I did a "test" in the garage last night (sorry no pics this time) and have already run into problems. It seems I have way to much lighting for the effect I'm looking for. I turned out the two ceiling (blue) lights and it started to look the way I want. I think I will move one of the ceiling lights to the floor of the garage to light the fog which will be coming from both the frig and a line I will have running to the floor.

Reading through the forums the past couple of days I have already found a tutorial (link posted by Otaku) in one of the threads (lighting colors and blacklights) which looks to contain a ton of good information on lightings, which I'm going to read today.

Well, that's it for now but, I'm looking forward to participating in your wonderful forum and together, building my first real haunt!


----------



## Wyatt Furr (Jun 5, 2006)

Good Start, Eyes.
I always map out my yard before I set things up and always write down any ideas that pop in my head.I also save EVERY note or pic for future reference.Just because I do not do it this year,doesnt mean I wouldnt use it down the line.Keep a folder or notebook to cram it all in. 
For your light on Regan,There is a product from www.winfieldcollection.com.It is a Light Controller#LITFD2 A 2 channel controller switches power from one channel to the other creating the look of motion.Adjustable speed and plugs directly into power.Up to 300 watts and weather resistant. 
I use it on a slow speed to fade a light source from one side of a skullface to the other.I think it was 35.00 dollars and cheaper if you buy 2 or more.
Hope this helps.


----------



## darryl (Mar 23, 2006)

Great layout! One thing I used to do to board up windows was just like this:
http://www.horrorseek.com/halloween/juggernaut/boards/Boards.html
Instead of foam I used a 1/8 x 4' x 8' sheet of door skin. I cut this into strips to look like individual boards making sure to cut crooked lines so it looked like scrap wood. I then attached these boards to some 1 x2 pine wood end pieces which were as long as the windows were high. Four small screws to hold the end pieces on. Label each window facade so you can put it in the same window each year and you can use the same screw holes evey year!
If you are totally confused now just read the link, it is very similar to what I did. I would do it just like his if I had it to do again.


----------



## Hellrazor (Jun 18, 2006)

darryl said:


> Great layout! One thing I used to do to board up windows was just like this:
> http://www.horrorseek.com/halloween/juggernaut/boards/Boards.html


Wow, Darryl!~ thanks for the website. I have been looking and looking for a "how to" to do the windows, I have many ideas in mind but wanted to see what worked. I have never found a "how to" for window. Thanks!!!!


----------



## MrsMyers666 (Apr 13, 2006)

Eyes, that's looking like a great plan.

I too always do a layout and check lists and shopping lists and I hang on to them all. I have dating back to 1997 I think. Even if I don't use anything from those it's fun to look back at them and see what I was thinking.

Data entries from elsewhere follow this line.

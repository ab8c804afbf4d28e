#[cfg(test)]
mod tests {
    use crate::scoring::*;

    #[test]
    fn test_student_score_weighted_sum() {
        // 10*10 + 5*5 + 20*2 + 30*1
        assert_eq!(student_score(10, 5, 20, 30), 195);
    }

    #[test]
    fn test_student_score_zero_activity() {
        assert_eq!(student_score(0, 0, 0, 0), 0);
    }

    #[test]
    fn test_student_score_feedback_dominates() {
        assert!(student_score(1, 0, 0, 0) > student_score(0, 1, 0, 0));
        assert!(student_score(0, 1, 0, 0) > student_score(0, 0, 1, 0));
        assert!(student_score(0, 0, 1, 0) > student_score(0, 0, 0, 1));
    }

    #[test]
    fn test_instructor_score_weighted_sum() {
        // 4*15 + 3*5 + 2*3 + 7*1
        assert_eq!(instructor_score(4, 3, 2, 7), 88);
    }

    #[test]
    fn test_instructor_score_students_dominate() {
        assert!(instructor_score(1, 0, 0, 0) > instructor_score(0, 2, 0, 0));
    }
}
//! Presence validation
//!
//! Independent of relevance filtering: only the policy's
//! `requirePresenceParameters` decide whether a cache hash is demanded.

use crate::params::{ParameterMap, decompose};
use crate::policy::Policy;

/// Whether any top-level parameter of `raw` demands a cache hash.
#[must_use]
pub fn requires_fingerprint(raw: &str, policy: &Policy) -> bool {
    map_requires_fingerprint(&decompose(raw), policy)
}

/// Same as [`requires_fingerprint`] for an already decomposed map.
#[must_use]
pub fn map_requires_fingerprint(map: &ParameterMap, policy: &Policy) -> bool {
    map.keys().any(|name| policy.requires_presence(name))
}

Once you get the lighting you want I don't think you need anything to really move. The lighting could be done so well people may think things are moving.

For your ghost with the blacklight are you possibly going to make a FCG? If not maybe for the ghost have a fan by it so it moves since that is something very simple and easy to do.

You've also inspired me to board up windows.


----------



## Eyes_in_the_dark (Jun 15, 2006)

Wyatt (and MrsMyers) I never thought about saving my drawings and notes but, it sounds like a good idea...thanks.  Wyatt, I'm going to take a look at your link now, will let you know if it's what I'm looking for.

Darryl, I'm planning on doing this ( http://www.hauntedyards.com/windowboards.html ) on my windows because of the ease and the fact I can store them for next year but, thanks for your imputs.

MrsMyers, I was planning on using a fan on my ghost to give it a little movement, thanks for your imputs also. 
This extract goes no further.